The 150-hour rule is not dead yet, but it's on hospice care. The momentum toward alternative pathways is irreversible. By 2028, the traditional 150-hour requirement will likely be the exception, not the rule.

For tax pros, this is neither a crisis nor a windfall. It's a structural adjustment in how the profession replenishes its workforce.

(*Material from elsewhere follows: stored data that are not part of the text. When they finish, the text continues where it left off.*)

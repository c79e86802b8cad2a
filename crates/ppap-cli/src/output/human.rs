//! Human-readable output formatter with colors and styling.

use super::formatter::OutputFormatter;
use console::Term;
use console::style;
use ppap_core::CreationReport;

pub struct HumanFormatter {
    use_colors: bool,
    stdout: Term,
    stderr: Term,
}

impl HumanFormatter {
    pub fn new() -> Self {
        Self {
            use_colors: console::colors_enabled(),
            stdout: Term::stdout(),
            stderr: Term::stderr(),
        }
    }

    fn success_line(&self, text: &str) -> String {
        if self.use_colors {
            style(text).green().to_string()
        } else {
            text.to_string()
        }
    }
}

impl Default for HumanFormatter {
    fn default() -> Self {
        Self::new()
    }
}

impl OutputFormatter for HumanFormatter {
    fn format_creation_result(
        &self,
        archive_name: &str,
        report: &CreationReport,
        generated_password: Option<&str>,
    ) {
        for warning in &report.warnings {
            self.format_warning(warning);
        }

        let _ = self
            .stdout
            .write_line(&self.success_line(&created_line(archive_name)));
        if let Some(password) = generated_password {
            let _ = self
                .stdout
                .write_line(&self.success_line(&password_line(password)));
        }
    }

    fn format_warning(&self, message: &str) {
        let line = if self.use_colors {
            style(message).yellow().to_string()
        } else {
            message.to_string()
        };
        let _ = self.stderr.write_line(&line);
    }

    fn format_version(&self, version: &str) {
        let _ = self.stdout.write_line(version);
    }
}

fn created_line(archive_name: &str) -> String {
    format!("Created: {archive_name}")
}

fn password_line(password: &str) -> String {
    format!("Password is: {password}")
}
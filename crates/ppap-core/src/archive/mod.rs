//! Encrypted ZIP archive creation.

pub mod zipcrypto;
mod writer;

pub use writer::ArchiveWriter;

use crate::ProgressCallback;
use crate::Result;
use crate::collect::ArchivePlan;
use crate::collect::EntryKind;
use crate::report::CreationReport;
use encoding_rs::Encoding;
use std::fs::File;
use std::fs::OpenOptions;
use std::io::BufWriter;
use std::path::Path;
use std::time::Instant;

/// Default deflate level.
pub const DEFAULT_COMPRESSION_LEVEL: u8 = 6;

/// Entry encryption method.
#[derive(Debug, Clone, Copy, PartialEq, Eq, Default)]
pub enum EncryptionMethod {
    /// Traditional PKWARE encryption, readable by every ZIP tool.
    #[default]
    ZipStandard,
}

/// Options controlling how entries are written.
///
/// # Examples
///
/// ```
/// use ppap_core::archive::ArchiveOptions;
///
/// let options = ArchiveOptions::new("s3cret")
///     .with_charset(encoding_rs::UTF_8)
///     .with_compression_level(9);
/// assert_eq!(options.compression_level(), 9);
/// assert_eq!(options.charset(), encoding_rs::UTF_8);
/// ```
#[derive(Clone)]
pub struct ArchiveOptions {
    password: Vec<u8>,
    charset: &'static Encoding,
    compression_level: u8,
    encryption: EncryptionMethod,
}

impl ArchiveOptions {
    /// Creates options for the given password, Windows-31J names and the
    /// default compression level.
    pub fn new(password: impl AsRef<[u8]>) -> Self {
        Self {
            password: password.as_ref().to_vec(),
            charset: encoding_rs::SHIFT_JIS,
            compression_level: DEFAULT_COMPRESSION_LEVEL,
            encryption: EncryptionMethod::default(),
        }
    }

    /// Sets the charset entry names are encoded with.
    #[must_use]
    pub fn with_charset(mut self, charset: &'static Encoding) -> Self {
        self.charset = charset;
        self
    }

    /// Sets the deflate level, clamped to 0-9.
    #[must_use]
    pub fn with_compression_level(mut self, level: u8) -> Self {
        self.compression_level = level.min(9);
        self
    }

    /// Password bytes used for encryption.
    #[must_use]
    pub fn password_bytes(&self) -> &[u8] {
        &self.password
    }

    /// Charset for entry names.
    #[must_use]
    pub fn charset(&self) -> &'static Encoding {
        self.charset
    }

    /// Deflate level.
    #[must_use]
    pub fn compression_level(&self) -> u8 {
        self.compression_level
    }

    /// Encryption method.
    #[must_use]
    pub fn encryption(&self) -> EncryptionMethod {
        self.encryption
    }
}

impl std::fmt::Debug for ArchiveOptions {
    fn fmt(&self, f: &mut std::fmt::Formatter<'_>) -> std::fmt::Result {
        f.debug_struct("ArchiveOptions")
            .field("password", &"<redacted>")
            .field("charset", &self.charset.name())
            .field("compression_level", &self.compression_level)
            .field("encryption", &self.encryption)
            .finish()
    }
}

/// Writes every planned entry to a new archive at `output`.
///
/// The output file must not exist yet. A partially written archive is
/// removed when creation fails.
///
/// # Examples
///
/// ```no_run
/// use ppap_core::NoopProgress;
/// use ppap_core::archive::ArchiveOptions;
/// use ppap_core::archive::create_archive;
/// use ppap_core::collect::collect_entries;
/// use ppap_core::inputs::classify_inputs;
/// use std::path::Path;
///
/// let inputs = classify_inputs(&["docs"])?;
/// let plan = collect_entries(&inputs, None)?;
/// let options = ArchiveOptions::new("s3cret");
/// let report = create_archive(Path::new("docs.zip"), &plan, &options, &mut NoopProgress)?;
/// println!("Added {} files", report.files_added);
/// # Ok::<(), ppap_core::PpapError>(())
/// ```
///
/// # Errors
///
/// Returns an error if the output already exists or cannot be created, a
/// source cannot be read, or the archive exceeds the classic ZIP limits.
pub fn create_archive(
    output: &Path,
    plan: &ArchivePlan,
    options: &ArchiveOptions,
    progress: &mut dyn ProgressCallback,
) -> Result<CreationReport> {
    let file = OpenOptions::new().write(true).create_new(true).open(output)?;

    match write_plan(file, plan, options, progress) {
        Ok(report) => Ok(report),
        Err(e) => {
            if let Err(cleanup) = std::fs::remove_file(output) {
                tracing::warn!(path = %output.display(), error = %cleanup, "failed to remove partial archive");
            }
            Err(e)
        }
    }
}

fn write_plan(
    file: File,
    plan: &ArchivePlan,
    options: &ArchiveOptions,
    progress: &mut dyn ProgressCallback,
) -> Result<CreationReport> {
    let start = Instant::now();
    let mut writer = ArchiveWriter::new(BufWriter::new(file), options.clone());
    let total = plan.len();

    for (idx, entry) in plan.entries.iter().enumerate() {
        let name = Path::new(&entry.archive_name);
        progress.on_entry_start(name, total, idx + 1);
        match entry.kind {
            EntryKind::File => {
                tracing::debug!(source = %entry.source.display(), name = %entry.archive_name, "adding file");
                writer.add_file(&entry.source, &entry.archive_name, progress)?;
            }
            EntryKind::Directory => {
                tracing::debug!(name = %entry.archive_name, "adding directory");
                let modified = std::fs::metadata(&entry.source)
                    .and_then(|m| m.modified())
                    .ok();
                writer.add_directory(&entry.archive_name, modified)?;
            }
        }
        progress.on_entry_complete(name);
    }

    let (buffered, mut report) = writer.finish()?;
    buffered
        .into_inner()
        .map_err(std::io::IntoInnerError::into_error)?
        .sync_all()?;

    report.files_skipped += plan.skipped;
    for warning in &plan.warnings {
        report.add_warning(warning.clone());
    }
    report.duration = start.elapsed();
    progress.on_complete();

    tracing::info!(
        files = report.files_added,
        directories = report.directories_added,
        skipped = report.files_skipped,
        bytes = report.bytes_compressed,
        "archive written"
    );
    Ok(report)
}
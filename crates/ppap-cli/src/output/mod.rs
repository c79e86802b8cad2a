//! Output formatting module.

mod formatter;
mod human;

pub use formatter::OutputFormatter;

use human::HumanFormatter;

/// Creates the terminal output formatter.
pub fn create_formatter() -> Box<dyn OutputFormatter> {
    Box::new(HumanFormatter::new())
}
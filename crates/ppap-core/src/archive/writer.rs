//! ZIP container writer.
//!
//! Writes classic (non-ZIP64) archives: local headers, deflated and
//! ZipCrypto-encrypted file data, a central directory and the end record.
//! Entry names are encoded with the configured charset instead of always
//! UTF-8, which legacy extractors expect.

use crate::PpapError;
use crate::ProgressCallback;
use crate::Result;
use crate::archive::ArchiveOptions;
use crate::archive::zipcrypto::ZipCryptoWriter;
use crate::io::CountingWriter;
use crate::io::checksum_reader;
use crate::report::CreationReport;
use chrono::DateTime;
use chrono::Datelike;
use chrono::Local;
use chrono::Timelike;
use encoding_rs::EncoderResult;
use encoding_rs::Encoding;
use flate2::Compression;
use flate2::write::DeflateEncoder;
use std::fs::File;
use std::io::Read;
use std::io::Seek;
use std::io::SeekFrom;
use std::io::Write;
use std::path::Path;
use std::time::SystemTime;

const LOCAL_HEADER_SIGNATURE: u32 = 0x0403_4B50;
const CENTRAL_HEADER_SIGNATURE: u32 = 0x0201_4B50;
const END_OF_CENTRAL_DIRECTORY_SIGNATURE: u32 = 0x0605_4B50;

/// Version 2.0: deflate and traditional encryption.
const VERSION_NEEDED: u16 = 20;
const VERSION_MADE_BY: u16 = 20;

const FLAG_ENCRYPTED: u16 = 1;
const FLAG_UTF8: u16 = 1 << 11;

const METHOD_STORED: u16 = 0;
const METHOD_DEFLATED: u16 = 8;

const ATTRIBUTE_DIRECTORY: u32 = 0x10;
const ATTRIBUTE_ARCHIVE: u32 = 0x20;

/// Offset of the compressed-size field inside a local header.
const LOCAL_COMPRESSED_SIZE_OFFSET: u64 = 18;

const COPY_BUFFER_SIZE: usize = 64 * 1024;

/// Central directory record kept until the archive is finished.
#[derive(Debug, Clone)]
struct CentralRecord {
    name: Vec<u8>,
    flags: u16,
    method: u16,
    time: u16,
    date: u16,
    crc: u32,
    compressed_size: u32,
    uncompressed_size: u32,
    external_attributes: u32,
    offset: u32,
}

/// Streams entries into a ZIP archive.
///
/// # Examples
///
/// ```no_run
/// use ppap_core::NoopProgress;
/// use ppap_core::archive::ArchiveOptions;
/// use ppap_core::archive::ArchiveWriter;
/// use std::fs::File;
/// use std::path::Path;
///
/// let options = ArchiveOptions::new("s3cret");
/// let mut writer = ArchiveWriter::new(File::create("out.zip")?, options);
/// writer.add_directory("docs/", None)?;
/// writer.add_file(Path::new("docs/a.txt"), "docs/a.txt", &mut NoopProgress)?;
/// let (_file, report) = writer.finish()?;
/// println!("{} files", report.files_added);
/// # Ok::<(), ppap_core::PpapError>(())
/// ```
pub struct ArchiveWriter<W: Write + Seek> {
    inner: W,
    options: ArchiveOptions,
    records: Vec<CentralRecord>,
    buffer: Vec<u8>,
    report: CreationReport,
}

impl<W: Write + Seek> ArchiveWriter<W> {
    /// Creates a writer that appends the archive to `inner`.
    pub fn new(inner: W, options: ArchiveOptions) -> Self {
        Self {
            inner,
            options,
            records: Vec::new(),
            buffer: vec![0u8; COPY_BUFFER_SIZE],
            report: CreationReport::default(),
        }
    }

    /// Adds a regular file, compressed and encrypted.
    ///
    /// # Errors
    ///
    /// Returns an error if the file cannot be read, changes size while it
    /// is being archived, or exceeds the 4 GiB limit.
    pub fn add_file(
        &mut self,
        source: &Path,
        archive_name: &str,
        progress: &mut dyn ProgressCallback,
    ) -> Result<()> {
        let mut file = File::open(source)?;
        let modified = file.metadata()?.modified().ok();
        let (time, date) = dos_date_time(modified);

        let (crc, size) = checksum_reader(&mut file, &mut self.buffer)?;
        let uncompressed_size = to_u32(size, || {
            format!("{} is larger than 4 GiB", source.display())
        })?;
        file.seek(SeekFrom::Start(0))?;

        let (name, flags) = self.encode_name(archive_name);
        let flags = flags | FLAG_ENCRYPTED;
        let offset = self.current_offset()?;

        write_local_header(
            &mut self.inner,
            &LocalHeader {
                name: &name,
                flags,
                method: METHOD_DEFLATED,
                time,
                date,
                crc,
                compressed_size: 0,
                uncompressed_size,
            },
        )?;

        let mut consumed = 0u64;
        let counting = CountingWriter::new(&mut self.inner);
        let encryptor = ZipCryptoWriter::new(counting, self.options.password_bytes(), crc)?;
        let mut deflater = DeflateEncoder::new(
            encryptor,
            Compression::new(u32::from(self.options.compression_level())),
        );
        loop {
            let read = file.read(&mut self.buffer)?;
            if read == 0 {
                break;
            }
            deflater.write_all(&self.buffer[..read])?;
            consumed += read as u64;
            progress.on_bytes_written(read as u64);
        }
        let compressed = deflater.finish()?.into_inner().total_bytes();

        if consumed != size {
            return Err(PpapError::Io(std::io::Error::other(format!(
                "{} changed while it was being archived",
                source.display()
            ))));
        }
        let compressed_size = to_u32(compressed, || {
            format!("compressed {} is larger than 4 GiB", source.display())
        })?;

        let end = self.inner.stream_position()?;
        self.inner
            .seek(SeekFrom::Start(u64::from(offset) + LOCAL_COMPRESSED_SIZE_OFFSET))?;
        self.inner.write_all(&compressed_size.to_le_bytes())?;
        self.inner.seek(SeekFrom::Start(end))?;

        self.records.push(CentralRecord {
            name,
            flags,
            method: METHOD_DEFLATED,
            time,
            date,
            crc,
            compressed_size,
            uncompressed_size,
            external_attributes: ATTRIBUTE_ARCHIVE,
            offset,
        });
        self.report.files_added += 1;
        self.report.bytes_written += size;

        Ok(())
    }

    /// Adds an empty directory entry. `archive_name` must end with `/`.
    ///
    /// Directory entries carry no data and are not encrypted.
    ///
    /// # Errors
    ///
    /// Returns an error if the entry cannot be written.
    pub fn add_directory(&mut self, archive_name: &str, modified: Option<SystemTime>) -> Result<()> {
        let (time, date) = dos_date_time(modified);
        let (name, flags) = self.encode_name(archive_name);
        let offset = self.current_offset()?;

        write_local_header(
            &mut self.inner,
            &LocalHeader {
                name: &name,
                flags,
                method: METHOD_STORED,
                time,
                date,
                crc: 0,
                compressed_size: 0,
                uncompressed_size: 0,
            },
        )?;

        self.records.push(CentralRecord {
            name,
            flags,
            method: METHOD_STORED,
            time,
            date,
            crc: 0,
            compressed_size: 0,
            uncompressed_size: 0,
            external_attributes: ATTRIBUTE_DIRECTORY,
            offset,
        });
        self.report.directories_added += 1;

        Ok(())
    }

    /// Writes the central directory and returns the inner writer with the
    /// report.
    ///
    /// # Errors
    ///
    /// Returns an error if writing fails or the archive has more entries
    /// or bytes than the classic format allows.
    pub fn finish(mut self) -> Result<(W, CreationReport)> {
        let entry_count = u16::try_from(self.records.len()).map_err(|_| PpapError::ArchiveTooLarge {
            reason: format!("{} entries exceed the limit of 65535", self.records.len()),
        })?;

        let directory_offset = self.current_offset()?;
        let mut directory = CountingWriter::new(&mut self.inner);
        for record in &self.records {
            write_central_header(&mut directory, record)?;
        }
        let directory_size = to_u32(directory.total_bytes(), || {
            "central directory is larger than 4 GiB".to_string()
        })?;

        write_u32(&mut self.inner, END_OF_CENTRAL_DIRECTORY_SIGNATURE)?;
        write_u16(&mut self.inner, 0)?;
        write_u16(&mut self.inner, 0)?;
        write_u16(&mut self.inner, entry_count)?;
        write_u16(&mut self.inner, entry_count)?;
        write_u32(&mut self.inner, directory_size)?;
        write_u32(&mut self.inner, directory_offset)?;
        write_u16(&mut self.inner, 0)?;
        self.inner.flush()?;

        self.report.bytes_compressed = self.inner.stream_position()?;
        Ok((self.inner, self.report))
    }

    /// Encodes an entry name, returning its bytes and the UTF-8 flag.
    fn encode_name(&mut self, archive_name: &str) -> (Vec<u8>, u16) {
        let charset = self.options.charset();
        let (bytes, had_errors) = encode_lossy(charset, archive_name);
        if had_errors {
            tracing::debug!(name = archive_name, charset = charset.name(), "unmappable entry name");
            self.report.add_warning(format!(
                "Entry name {archive_name} cannot be represented in {}",
                charset.name()
            ));
        }

        let flags = if charset.output_encoding() == encoding_rs::UTF_8 {
            FLAG_UTF8
        } else {
            0
        };
        (bytes, flags)
    }

    fn current_offset(&mut self) -> Result<u32> {
        let position = self.inner.stream_position()?;
        to_u32(position, || "archive is larger than 4 GiB".to_string())
    }
}

struct LocalHeader<'a> {
    name: &'a [u8],
    flags: u16,
    method: u16,
    time: u16,
    date: u16,
    crc: u32,
    compressed_size: u32,
    uncompressed_size: u32,
}

fn write_local_header<W: Write>(w: &mut W, header: &LocalHeader<'_>) -> Result<()> {
    let name_len = name_length(header.name)?;
    write_u32(w, LOCAL_HEADER_SIGNATURE)?;
    write_u16(w, VERSION_NEEDED)?;
    write_u16(w, header.flags)?;
    write_u16(w, header.method)?;
    write_u16(w, header.time)?;
    write_u16(w, header.date)?;
    write_u32(w, header.crc)?;
    write_u32(w, header.compressed_size)?;
    write_u32(w, header.uncompressed_size)?;
    write_u16(w, name_len)?;
    write_u16(w, 0)?;
    w.write_all(header.name)?;
    Ok(())
}

fn write_central_header<W: Write>(w: &mut W, record: &CentralRecord) -> Result<()> {
    let name_len = name_length(&record.name)?;
    write_u32(w, CENTRAL_HEADER_SIGNATURE)?;
    write_u16(w, VERSION_MADE_BY)?;
    write_u16(w, VERSION_NEEDED)?;
    write_u16(w, record.flags)?;
    write_u16(w, record.method)?;
    write_u16(w, record.time)?;
    write_u16(w, record.date)?;
    write_u32(w, record.crc)?;
    write_u32(w, record.compressed_size)?;
    write_u32(w, record.uncompressed_size)?;
    write_u16(w, name_len)?;
    // extra field, comment, disk number, internal attributes
    write_u16(w, 0)?;
    write_u16(w, 0)?;
    write_u16(w, 0)?;
    write_u16(w, 0)?;
    write_u32(w, record.external_attributes)?;
    write_u32(w, record.offset)?;
    w.write_all(&record.name)?;
    Ok(())
}

/// Encodes `text`, replacing each unmappable character with `?`.
///
/// Returns the bytes and whether any replacement happened.
fn encode_lossy(charset: &'static Encoding, text: &str) -> (Vec<u8>, bool) {
    let mut encoder = charset.new_encoder();
    let mut out = Vec::with_capacity(text.len() + 8);
    let mut had_errors = false;
    let mut rest = text;

    loop {
        let needed = encoder
            .max_buffer_length_from_utf8_without_replacement(rest.len())
            .unwrap_or(rest.len() * 4 + 16);
        out.reserve(needed);
        let (result, read) = encoder.encode_from_utf8_to_vec_without_replacement(rest, &mut out, true);
        rest = &rest[read..];
        match result {
            EncoderResult::InputEmpty => break,
            EncoderResult::OutputFull => {}
            EncoderResult::Unmappable(_) => {
                had_errors = true;
                out.push(b'?');
            }
        }
    }
    (out, had_errors)
}

fn name_length(name: &[u8]) -> Result<u16> {
    u16::try_from(name.len()).map_err(|_| PpapError::ArchiveTooLarge {
        reason: format!("entry name of {} bytes is too long", name.len()),
    })
}

fn to_u32(value: u64, reason: impl FnOnce() -> String) -> Result<u32> {
    u32::try_from(value).map_err(|_| PpapError::ArchiveTooLarge { reason: reason() })
}

fn write_u16<W: Write>(w: &mut W, value: u16) -> std::io::Result<()> {
    w.write_all(&value.to_le_bytes())
}

fn write_u32<W: Write>(w: &mut W, value: u32) -> std::io::Result<()> {
    w.write_all(&value.to_le_bytes())
}

/// Converts a modification time to MS-DOS `(time, date)` in local time.
///
/// Times before 1980 are clamped to 1980-01-01 00:00:00, the earliest
/// representable value. A missing time uses the current time.
#[allow(clippy::cast_possible_truncation, clippy::cast_sign_loss)]
fn dos_date_time(modified: Option<SystemTime>) -> (u16, u16) {
    let local: DateTime<Local> = modified.unwrap_or_else(SystemTime::now).into();
    let year = local.year();
    if year < 1980 {
        return (0, (1 << 5) | 1);
    }

    let year = (year.min(2107) - 1980) as u16;
    let time = ((local.hour() as u16) << 11)
        | ((local.minute() as u16) << 5)
        | ((local.second() as u16) / 2);
    let date = (year << 9) | ((local.month() as u16) << 5) | (local.day() as u16);
    (time, date)
}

The firms and individuals who adapt — by investing in training, by rethinking what a CPA license means, and by focusing on the actual value they deliver to clients — will come out ahead.

The rest will keep arguing about a rule that's already been decided.


Key Takeaways

  • 46 states and DC have enacted, signed, or are considering alternative CPA pathways that don't require 150 credit hours
  • 120 credit hours + 2 years experience + CPA exam is the emerging national standard
  • 21 states already have the new pathway in effect; another 19 have future effective dates
  • The change won't flood the market — it'll barely keep pace with the 75% retirement wave among existing CPAs
  • Firms that invest in structured training and mentorship will capture the best talent from the new pipeline
  • Reciprocity between 120-hour and 150-hour states remains an unresolved question — watch for NASBA guidance

This article is for informational purposes and does not constitute professional advice. Licensing requirements vary by state. Check with your state board of accountancy for current requirements.